30 Years and Counting
On January 29, 1984, my mother, who was 42 at the time, was vacationing in Eagle River, Wisconsin and was headed out for a day of snowmobiling. She started her snowmobile and proceeded down the same road they always traveled when she realized something was wrong. The throttle was stuck and before she could decide what to do, she crashed straight into a tree. When she looked up she saw a friend running her direction with his arms out ready to lift her out of the snow; she immediately told him not to move her. She knew the injury was bad.
Flight For Life’s Very First Patient: Mary Louise Bachmann by her daughter Renee Bachmann
The EMS crew that came to her rescue was skilled in dealing with snowmobile accidents and did an amazing job of transporting her to the hospital. It was determined that she had broken both clavicles, several ribs, punctured a lung and had a broken back. My mother was also a brittle diabetic which made her situation even more difficult to manage. The doctors consulted with one of the best orthopedic surgeons in the state and it was decided that he should perform the necessary surgeries. He was located at the Milwaukee County Medical Complex and it was determined that it would be too risky for her to be transported that far by ground ambulance. Plus the pain she would experience would be intolerable. This is when we were informed that a new medical helicopter program had just gone into service on the 26th called Flight For Life. Using the helicopter would make the transport faster and smoother for my mom, minimizing her pain.
I was a young child at the time and was brought to the hospital in Milwaukee to meet the helicopter when it landed.
I will never forget the sound of the helicopter, the wind that it made as it landed and watching it land in front of me.
At the time there was not a dedicated helipad but rather a designated area on the hospital grounds.
Surgery & Recovery
After being brought into the hospital, my mom was put in a special air bed where she had to stay flat on her back for several months while going through multiple surgeries, including one that involved going in through the front (abdomen) and moving organs so that the spine could be operated on.
If she had not been transported to Milwaukee County, this surgery would not have been possible. When mom was finally able to be released from the hospital an ambulance had to bring her home and I recall her saying, even then, that every bump in the road was painful. A hospital bed was brought into the lower level of our home as she was unable to climb stairs or sit up for long periods of time. Not long after she was brought home, a pin slipped in her back and it was necessary for her to return to the hospital for more surgery, which I know was very depressing for her. It was a long road to recovery, but in the end she returned to a perfectly normal lifestyle and you would never be able to tell by looking at her that she had been through so much. I can't imagine how different the outcome might have been without the amazing service of Flight For Life.

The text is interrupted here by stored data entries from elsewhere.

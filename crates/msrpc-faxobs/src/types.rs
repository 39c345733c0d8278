//! Value types shared by several faxobs operations.

use msrpc_dispatch::ContextHandle;
use serde::{Deserialize, Serialize};
use std::fmt;
use std::str::FromStr;

/// Largest buffer the server hands out in a single reply.
pub const MAX_RPC_BUFFER: usize = 1_048_576;
/// Upper bound for a queue file name, terminating null included.
pub const MAX_QUEUE_FILE_NAME: u32 = 255;
pub const MAX_DEVICES_IN_GROUP: u32 = 1000;
pub const MAX_RECIPIENTS: u32 = 10_000;

/// Job types reported in [`FaxJobEntry::job_type`].
pub mod job_type {
    pub const UNKNOWN: u32 = 0x0000_0000;
    pub const SEND: u32 = 0x0000_0001;
    pub const RECEIVE: u32 = 0x0000_0002;
    pub const ROUTING: u32 = 0x0000_0003;
    pub const FAIL_RECEIVE: u32 = 0x0000_0004;
}

/// Queue status flags reported in [`FaxJobEntry::queue_status`].
pub mod queue_status {
    pub const PENDING: u32 = 0x0000_0000;
    pub const IN_PROGRESS: u32 = 0x0000_0001;
    pub const DELETING: u32 = 0x0000_0002;
    pub const FAILED: u32 = 0x0000_0004;
    pub const PAUSED: u32 = 0x0000_0008;
    pub const NO_LINE: u32 = 0x0000_0010;
}

/// Flags accepted by `FaxObs_OpenPort`.
pub mod port_open {
    pub const QUERY: u32 = 0x0000_0001;
    pub const MODIFY: u32 = 0x0000_0002;
}

/// Access rights checked by `FaxObs_AccessCheck`.
pub mod access {
    pub const JOB_SUBMIT: u32 = 0x0000_0001;
    pub const JOB_QUERY: u32 = 0x0000_0002;
    pub const CONFIG_QUERY: u32 = 0x0000_0004;
    pub const CONFIG_SET: u32 = 0x0000_0008;
    pub const PORT_QUERY: u32 = 0x0000_0010;
    pub const PORT_SET: u32 = 0x0000_0020;
    pub const JOB_MANAGE: u32 = 0x0000_0040;
}

/// Installation descriptors returned by `FaxObs_GetInstallType`.
pub mod install {
    pub const NETWORK_CLIENT: u32 = 0x0000_0001;
    pub const SERVER: u32 = 0x0000_0002;
    pub const WORKSTATION: u32 = 0x0000_0004;

    pub const PLATFORM_X86: u32 = 0x0000_0001;
    pub const PLATFORM_MIPS: u32 = 0x0000_0002;
    pub const PLATFORM_ALPHA: u32 = 0x0000_0004;
    pub const PLATFORM_PPC: u32 = 0x0000_0008;

    pub const PRODUCT_WINNT: u32 = 0x0000_0001;
    pub const PRODUCT_SERVER: u32 = 0x0000_0002;
}

/// Connection handle issued by `FaxObs_ConnectionRefCount`.
#[derive(Debug, Clone, Copy, PartialEq, Eq, Hash, Default, Serialize, Deserialize)]
pub struct FaxHandle(pub ContextHandle);

/// Port handle issued by `FaxObs_OpenPort`.
#[derive(Debug, Clone, Copy, PartialEq, Eq, Hash, Default, Serialize, Deserialize)]
pub struct PortHandle(pub ContextHandle);

impl PortHandle {
    pub fn is_null(&self) -> bool {
        self.0.is_null()
    }
}

impl FaxHandle {
    pub fn is_null(&self) -> bool {
        self.0.is_null()
    }
}

/// Fax server version.
#[derive(Debug, Clone, Copy, PartialEq, Eq, PartialOrd, Ord, Hash, Default, Serialize, Deserialize)]
pub struct FaxVersion {
    pub major: u16,
    pub minor: u16,
}

impl FaxVersion {
    pub const fn new(major: u16, minor: u16) -> Self {
        Self { major, minor }
    }

    /// Packed DWORD form: major version in the high word.
    pub fn as_dword(&self) -> u32 {
        (u32::from(self.major) << 16) | u32::from(self.minor)
    }

    pub fn from_dword(value: u32) -> Self {
        Self {
            major: (value >> 16) as u16,
            minor: (value & 0xffff) as u16,
        }
    }
}

impl fmt::Display for FaxVersion {
    fn fmt(&self, f: &mut fmt::Formatter<'_>) -> fmt::Result {
        write!(f, "{}.{}", self.major, self.minor)
    }
}

impl FromStr for FaxVersion {
    type Err = String;

    fn from_str(s: &str) -> Result<Self, Self::Err> {
        let (major, minor) = s
            .split_once('.')
            .ok_or_else(|| format!("version '{}' is not in major.minor form", s))?;
        let major = major
            .parse()
            .map_err(|_| format!("invalid major version in '{}'", s))?;
        let minor = minor
            .parse()
            .map_err(|_| format!("invalid minor version in '{}'", s))?;
        Ok(Self { major, minor })
    }
}

/// Wall-clock time of day, used for the discount rate window.
#[derive(Debug, Clone, Copy, PartialEq, Eq, Default, Serialize, Deserialize)]
#[serde(default, deny_unknown_fields)]
pub struct FaxTime {
    pub hour: u16,
    pub minute: u16,
}

/// Calendar timestamp with millisecond precision.
#[derive(Debug, Clone, Copy, PartialEq, Eq, Default, Serialize, Deserialize)]
pub struct SystemTime {
    pub year: u16,
    pub month: u16,
    pub day_of_week: u16,
    pub day: u16,
    pub hour: u16,
    pub minute: u16,
    pub second: u16,
    pub milliseconds: u16,
}

/// Command applied to a queued job by `FaxObs_SetJob`.
#[derive(Debug, Clone, Copy, PartialEq, Eq, Default, Serialize, Deserialize)]
pub enum JobCommand {
    #[default]
    Unspecified,
    Delete,
    Pause,
    Resume,
    Restart,
}

/// Queued fax job as reported by the server.
#[derive(Debug, Clone, PartialEq, Eq, Default, Serialize, Deserialize)]
pub struct FaxJobEntry {
    pub job_id: u32,
    pub user_name: String,
    pub job_type: u32,
    pub queue_status: u32,
    pub status: u32,
    pub size: u32,
    pub page_count: u32,
    pub recipient_number: String,
    pub recipient_name: String,
    pub tsid: String,
    pub sender_name: String,
    pub sender_company: String,
    pub sender_dept: String,
    pub billing_code: String,
    pub schedule_action: u32,
    pub schedule_time: SystemTime,
    pub delivery_report_type: u32,
    pub delivery_report_address: String,
    pub document_name: String,
}

/// Submission parameters of an outgoing fax.
#[derive(Debug, Clone, PartialEq, Eq, Default, Serialize, Deserialize)]
pub struct FaxJobParam {
    pub recipient_number: Option<String>,
    pub recipient_name: String,
    pub tsid: String,
    pub sender_name: String,
    pub sender_company: String,
    pub sender_dept: String,
    pub billing_code: String,
    pub schedule_action: u32,
    pub schedule_time: SystemTime,
    pub delivery_report_type: u32,
    pub delivery_report_address: String,
    pub document_name: String,
    pub call_handle: u32,
    pub reserved: [u64; 3],
}

/// Configuration of one fax port.
#[derive(Debug, Clone, PartialEq, Eq, Default, Serialize, Deserialize)]
pub struct FaxPortInfo {
    pub device_id: u32,
    pub state: u32,
    pub flags: u32,
    pub rings: u32,
    pub priority: u32,
    pub device_name: String,
    pub tsid: String,
    pub csid: String,
}

/// Live status of a fax device.
#[derive(Debug, Clone, PartialEq, Eq, Default, Serialize, Deserialize)]
pub struct FaxDeviceStatus {
    pub device_id: u32,
    pub device_name: String,
    pub caller_id: String,
    pub csid: String,
    pub current_page: u32,
    pub total_pages: u32,
    pub document_name: String,
    pub job_type: u32,
    pub phone_number: String,
    pub routing_string: String,
    pub sender_name: String,
    pub recipient_name: String,
    pub size: u32,
    pub start_time: SystemTime,
    pub status: u32,
    pub status_string: String,
    pub submitted_time: SystemTime,
    pub tsid: String,
    pub user_name: String,
}

/// Routing method available on a port.
#[derive(Debug, Clone, PartialEq, Eq, Default, Serialize, Deserialize)]
pub struct FaxRoutingMethod {
    pub device_id: u32,
    pub enabled: bool,
    pub device_name: String,
    pub guid: String,
    pub friendly_name: String,
    pub function_name: String,
    pub extension_image_name: String,
    pub extension_friendly_name: String,
}

/// Server-wide routing method priority entry.
#[derive(Debug, Clone, PartialEq, Eq, Default, Serialize, Deserialize)]
pub struct FaxGlobalRoutingInfo {
    pub priority: u32,
    pub guid: String,
    pub friendly_name: String,
    pub function_name: String,
    pub extension_image_name: String,
    pub extension_friendly_name: String,
}

/// Server-wide fax configuration.
#[derive(Debug, Clone, PartialEq, Eq, Default, Serialize, Deserialize)]
#[serde(default, deny_unknown_fields)]
pub struct FaxConfiguration {
    pub retries: u32,
    pub retry_delay: u32,
    pub dirty_days: u32,
    pub branding: bool,
    pub use_device_tsid: bool,
    pub server_cp: bool,
    pub pause_server_queue: bool,
    pub start_cheap_time: FaxTime,
    pub stop_cheap_time: FaxTime,
    pub archive_outgoing_faxes: bool,
    pub archive_directory: String,
    pub inbound_profile: String,
}

/// Event logging level of one category.
#[derive(Debug, Clone, PartialEq, Eq, Default, Serialize, Deserialize)]
#[serde(default, deny_unknown_fields)]
pub struct FaxLogCategory {
    pub name: String,
    pub category: u32,
    pub level: u32,
}

/// Telephony dialing location.
#[derive(Debug, Clone, PartialEq, Eq, Default, Serialize, Deserialize)]
pub struct FaxTapiLocation {
    pub permanent_location_id: u32,
    pub location_name: String,
    pub country_code: u32,
    pub area_code: u32,
    pub num_tolls: u32,
    pub tolls: String,
}

/// All dialing locations plus the one currently selected.
#[derive(Debug, Clone, PartialEq, Eq, Default, Serialize, Deserialize)]
pub struct FaxTapiLocationInfo {
    pub current_location_id: u32,
    pub locations: Vec<FaxTapiLocation>,
}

There were three kids in our family: Kevin, Stuart and me. My mother and father owned a business called Bachmann Brokerage in Hartland. They also had a vacation home in the north woods (Manitowish Waters) where she loved to kayak and garden, though she never went out snowmobiling again. When she was 62 she was diagnosed with ovarian cancer, the same age as her mother was when she was diagnosed. It was discovered she had the BRCA1 genetic mutation and after much chemo, surgeries and other treatments, she died on June 29, 2007 at the age of 65. She and my dad had been married 43 years at the time of her death with nine grandchildren.
Mom was so many things; strong yet loving, disciplined, quiet, caring, and smart. Her love for animals, especially dogs and wolves, led her to support the Best Friends Animal Sanctuary.
She appreciated art, especially with natural elements like stone or wood. It was because of Flight For Life and those who were involved in her care after the accident that she was able to enjoy the things she loved and we were able to have her in our lives for 20 more years.
I know she was so grateful for your service and the incredible kindness of the flight crew. Barb Hess, Flight For Life’s first program director, gave us FFL coffee mugs. I remember mom drank from one almost every day. Our family is thankful for all that FFL did for mom and our family.